Exercise:
This exercise needs all of the entries set down again, exactly as they read.

The data:

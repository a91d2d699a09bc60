use crossterm::event::KeyCode;
use ratatui::{
    layout::Rect,
    style::{Color, Style},
    Frame,
};
use tui_dispatch::EventKind;
use tui_dispatch_components::{BaseStyle, Padding, TextInput, TextInputProps, TextInputStyle};

use super::{Component, BG_INPUT};
use crate::action::Action;

const PLACEHOLDER: &str = "Search Pokemon on this page... (/)";

/// Name filter input over the held page.
pub struct SearchBar {
    input: TextInput,
    was_active: bool,
}

pub struct SearchBarProps<'a> {
    pub query: &'a str,
    pub is_focused: bool,
}

impl Default for SearchBar {
    fn default() -> Self {
        Self {
            input: TextInput::new(),
            was_active: false,
        }
    }
}

impl SearchBar {
    pub fn new() -> Self {
        Self::default()
    }

    /// Keep the cursor state in step with search mode toggles.
    pub fn set_active(&mut self, active: bool) {
        if active && !self.was_active {
            self.input = TextInput::new();
        }
        self.was_active = active;
    }
}

impl Component<Action> for SearchBar {
    type Props<'a> = SearchBarProps<'a>;

    fn handle_event(
        &mut self,
        event: &EventKind,
        props: Self::Props<'_>,
    ) -> impl IntoIterator<Item = Action> {
        if !props.is_focused {
            return Vec::new();
        }
        let EventKind::Key(key) = event else {
            return Vec::new();
        };
        match key.code {
            KeyCode::Esc => vec![Action::SearchCancel],
            KeyCode::Enter => vec![Action::SearchSubmit(props.query.to_string())],
            _ => {
                let input_props = TextInputProps {
                    value: props.query,
                    placeholder: PLACEHOLDER,
                    is_focused: true,
                    style: input_style(),
                    on_change: Action::SearchQueryChange,
                    on_submit: Action::SearchSubmit,
                    on_cursor_move: Some(|_| Action::Render),
                };
                self.input
                    .handle_event(event, input_props)
                    .into_iter()
                    .collect()
            }
        }
    }

    fn render(&mut self, frame: &mut Frame, area: Rect, props: Self::Props<'_>) {
        let input_props = TextInputProps {
            value: props.query,
            placeholder: PLACEHOLDER,
            is_focused: props.is_focused,
            style: input_style(),
            on_change: Action::SearchQueryChange,
            on_submit: Action::SearchSubmit,
            on_cursor_move: Some(|_| Action::Render),
        };
        self.input.render(frame, area, input_props);
    }
}

fn input_style() -> TextInputStyle {
    TextInputStyle {
        base: BaseStyle {
            border: None,
            padding: Padding::xy(1, 0),
            bg: Some(BG_INPUT),
            fg: Some(Color::Reset),
        },
        placeholder_style: Some(Style::default().fg(Color::DarkGray)),
        cursor_style: None,
    }
}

Task solution:
repository a91d2d699a09bc60
use crossterm::event::KeyCode;
use ratatui::{
    layout::Rect,
    style::{Color, Style},
    Frame,
};
use tui_dispatch::EventKind;
use tui_dispatch_components::{BaseStyle, Padding, TextInput, TextInputProps, TextInputStyle};

use super::{Component, BG_INPUT};
use crate::action::Action;

const PLACEHOLDER: &str = "Search Pokemon on this page... (/)";

/// Name filter input over the held page.
pub struct SearchBar {
    input: TextInput,
    was_active: bool,
}

pub struct SearchBarProps<'a> {
    pub query: &'a str,
    pub is_focused: bool,
}

impl Default for SearchBar {
    fn default() -> Self {
        Self {
            input: TextInput::new(),
            was_active: false,
        }
    }
}

impl SearchBar {
    pub fn new() -> Self {
        Self::default()
    }

    /// Keep the cursor state in step with search mode toggles.
    pub fn set_active(&mut self, active: bool) {
        if active && !self.was_active {
            self.input = TextInput::new();
        }
        self.was_active = active;
    }
}

impl Component<Action> for SearchBar {
    type Props<'a> = SearchBarProps<'a>;

    fn handle_event(
        &mut self,
        event: &EventKind,
        props: Self::Props<'_>,
    ) -> impl IntoIterator<Item = Action> {
        if !props.is_focused {
            return Vec::new();
        }
        let EventKind::Key(key) = event else {
            return Vec::new();
        };
        match key.code {
            KeyCode::Esc => vec![Action::SearchCancel],
            KeyCode::Enter => vec![Action::SearchSubmit(props.query.to_string())],
            _ => {
                let input_props = TextInputProps {
                    value: props.query,
                    placeholder: PLACEHOLDER,
                    is_focused: true,
                    style: input_style(),
                    on_change: Action::SearchQueryChange,
                    on_submit: Action::SearchSubmit,
                    on_cursor_move: Some(|_| Action::Render),
                };
                self.input
                    .handle_event(event, input_props)
                    .into_iter()
                    .collect()
            }
        }
    }

    fn render(&mut self, frame: &mut Frame, area: Rect, props: Self::Props<'_>) {
        let input_props = TextInputProps {
            value: props.query,
            placeholder: PLACEHOLDER,
            is_focused: props.is_focused,
            style: input_style(),
            on_change: Action::SearchQueryChange,
            on_submit: Action::SearchSubmit,
            on_cursor_move: Some(|_| Action::Render),
        };
        self.input.render(frame, area, input_props);
    }
}

fn input_style() -> TextInputStyle {
    TextInputStyle {
        base: BaseStyle {
            border: None,
            padding: Padding::xy(1, 0),
            bg: Some(BG_INPUT),
            fg: Some(Color::Reset),
        },
        placeholder_style: Some(Style::default().fg(Color::DarkGray)),
        cursor_style: None,
    }
}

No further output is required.